Dans ces rues qu'il avait toujours connues, il détonnait encore plus qu'à son habitude. Les couleurs vives qu'il portait éblouissaient les gens qu'ils croisaient, et il fut surpris de voir que les passants lui adressaient des regards apeurés, certes, mais également amicaux. C'était comme s'ils le soutenaient, sans oser l'approcher. Ils craignaient certainement que le Joker ne s'en prenne à eux, et il ne pouvait pas les blâmer : à tout moment, il était capable d'attraper un vieillard et de le malmener parce qu'il aurait trouvé une blague à faire à ce sujet. Il poussa les portes de la vieille pharmacie qu'il fréquentait à l'époque où il s'assommait à coups de médicaments, et éclata de rire en voyant les salariés se figer, morts de peur.
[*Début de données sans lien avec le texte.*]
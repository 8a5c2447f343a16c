//! Descriptors exchanged with the device backend.
//!
//! The optimizer only reads capability flags and tensor-core shapes
//! from here; producing real device source is the backend's job. The
//! built-in `render` emits a deterministic pseudo-source listing so
//! drivers and tests have something to look at without a device.

use core::fmt;
use std::fmt::Write as _;

use smallvec::SmallVec;

use crate::dtype::DType;
use crate::graph::{Arg, UOp, UpcastAxes};
use crate::opt::Opt;

/// One step of a tensor core's canonical opt program.
#[derive(Debug, Clone, Copy, PartialEq, Eq)]
pub enum TcStep {
    /// Upcast the selected axis by 2.
    Upcast(TcAxis),
    /// Make the selected axis a local (warp) dim of size 2.
    Local(TcAxis),
}

/// Which matrix axis a [`TcStep`] targets.
#[derive(Debug, Clone, Copy, PartialEq, Eq)]
pub enum TcAxis {
    N = 0,
    M = 1,
}

impl TcStep {
    #[inline]
    pub fn axis(&self) -> TcAxis {
        match self {
            TcStep::Upcast(a) | TcStep::Local(a) => *a,
        }
    }
}

/// Per-operand coordinate swizzle: a permutation of the local axes and
/// of the upcast axes, applied as a synthetic view during lowering.
pub type Swizzle = (Vec<usize>, Vec<usize>);

/// A hardware matrix instruction D = A·B + C over fixed (M, N, K)
/// tiles.
#[derive(Debug, Clone, PartialEq)]
pub struct TensorCore {
    /// Tile sizes (M, N, K).
    pub dims: [usize; 3],
    /// Threads cooperating on one tile.
    pub threads: usize,
    /// Elements each thread holds of A, B and the accumulator.
    pub elements_per_thread: [usize; 3],
    pub dtype_in: DType,
    pub dtype_out: DType,
    /// Canonical opt program run after matching.
    pub opts: Vec<TcStep>,
    /// Optional per-operand coordinate swizzles (A, B).
    pub swizzle: [Option<Swizzle>; 2],
}

impl TensorCore {
    /// The K-axis unrolls: `log2(K)` splits of size 2.
    pub fn get_reduce_axes(&self) -> Vec<(usize, usize)> {
        (0..self.dims[2].ilog2() as usize).map(|i| (i, 2)).collect()
    }

    /// Steps of the opt program that upcast.
    pub fn get_upcast_axes(&self) -> Vec<TcStep> {
        self.opts
            .iter()
            .copied()
            .filter(|o| matches!(o, TcStep::Upcast(_)))
            .collect()
    }

    /// Steps of the opt program that make locals.
    pub fn get_local_axes(&self) -> Vec<TcStep> {
        self.opts
            .iter()
            .copied()
            .filter(|o| matches!(o, TcStep::Local(_)))
            .collect()
    }
}

impl fmt::Display for TensorCore {
    fn fmt(&self, f: &mut fmt::Formatter<'_>) -> fmt::Result {
        write!(
            f,
            "wmma_{}x{}x{}_{}_{}",
            self.dims[0],
            self.dims[1],
            self.dims[2],
            self.dtype_in.base(),
            self.dtype_out.base()
        )
    }
}

/// The argument attached to a lowered `WMMA` node.
#[derive(Debug, Clone, PartialEq)]
pub struct WmmaArg {
    pub name: String,
    pub dims: [usize; 3],
    pub dtype_in: DType,
    pub dtype_out: DType,
    pub device: String,
    pub threads: usize,
    pub upcast_axes: [UpcastAxes; 3],
    pub reduce_axes: SmallVec<[usize; 4]>,
}

/// Kernel metadata embedded in the `SINK` argument after lowering.
#[derive(Debug, Clone, PartialEq, Eq)]
pub struct KernelInfo {
    pub name: String,
    pub local_dims: usize,
    pub upcasted: usize,
    pub dont_use_locals: bool,
}

/// Capabilities of the target the kernel is being shaped for.
#[derive(Debug, Clone)]
pub struct Renderer {
    pub device: String,
    pub has_local: bool,
    pub has_shared: bool,
    /// Shared-memory budget in bytes.
    pub shared_max: usize,
    pub tensor_cores: Vec<TensorCore>,
}

impl Renderer {
    /// A device with work groups and shared memory, no tensor cores.
    pub fn gpu() -> Renderer {
        Renderer {
            device: "GPU".into(),
            has_local: true,
            has_shared: true,
            shared_max: 32768,
            tensor_cores: Vec::new(),
        }
    }

    /// A plain single-threaded target.
    pub fn cpu() -> Renderer {
        Renderer {
            device: "CPU".into(),
            has_local: false,
            has_shared: false,
            shared_max: 0,
            tensor_cores: Vec::new(),
        }
    }

    pub fn with_tensor_cores(mut self, tensor_cores: Vec<TensorCore>) -> Renderer {
        self.tensor_cores = tensor_cores;
        self
    }

    /// Renders a linearized kernel as a pseudo-source listing, one line
    /// per node. Device backends replace this.
    pub fn render(&self, uops: &[UOp]) -> String {
        let mut out = String::new();
        let name = uops
            .first()
            .and_then(|u| match u.arg() {
                Arg::Name(n) => Some(n.as_str()),
                _ => None,
            })
            .unwrap_or("kernel");
        let _ = writeln!(out, "// {} for {}", name, self.device);
        for (i, u) in uops.iter().enumerate() {
            let _ = write!(out, "{:4} {:?}", i, u.op());
            match u.arg() {
                Arg::None => {}
                Arg::Buffer(idx) => {
                    let _ = write!(out, " buf{}", idx);
                }
                Arg::Name(n) => {
                    let _ = write!(out, " {}", n);
                }
                Arg::Const(c) => {
                    let _ = write!(out, " {}", c);
                }
                Arg::View(st) => {
                    let _ = write!(out, " {:?}", st.shape());
                }
                Arg::Reduce(kind, axes) => {
                    let _ = write!(out, " {:?}{:?}", kind, axes.as_slice());
                }
                Arg::Kernel(info) => {
                    let _ = write!(out, " {}", info.name);
                }
                Arg::Wmma(w) => {
                    let _ = write!(out, " {}", w.name);
                }
                Arg::Axes(axes) => {
                    let _ = write!(out, " {:?}", axes.as_slice());
                }
            }
            let _ = writeln!(out);
        }
        out
    }
}

/// Everything a driver needs to compile and launch the optimized
/// kernel.
#[derive(Debug, Clone)]
pub struct ProgramSpec {
    pub name: String,
    pub src: String,
    pub device: String,
    /// The original (pre-optimization) AST.
    pub ast: UOp,
    /// The linearized optimized kernel.
    pub uops: Vec<UOp>,
    pub applied_opts: Vec<Opt>,
    /// Lower bound on bytes moved, from buffer access footprints.
    pub mem_estimate: usize,
    pub global_size: Option<[usize; 3]>,
    pub local_size: Option<[usize; 3]>,
}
« Carl est là ? » demanda-t-il simplement en déclenchant une nouvelle vague de terreur, parmi les clients cette fois. Un homme d'une quarantaine d'années vêtu d'une blouse blanche arriva derrière le comptoir, tremblant.

« Oui ? » fit-il faiblement.

« Salut, Carl. Tu te souviens peut-être de moi, je venais souvent ici, avant... avant tout ça. » dit le clown en montrant son visage de son index rongé, en éclatant de rire à une blague que personne autour ne sembla saisir. « J'ai besoin de te parler. Je peux entrer, une seconde ? Je ne ferai rien de mal c'est promis, je peux signer une décharge et le jurer sur la Bible si vous voulez. » ricana-t-il encore en passant derrière le comptoir sans y être invité. Une main dans le dos dudit-Carl, il le poussa doucement mais fermement vers l'arrière-boutique.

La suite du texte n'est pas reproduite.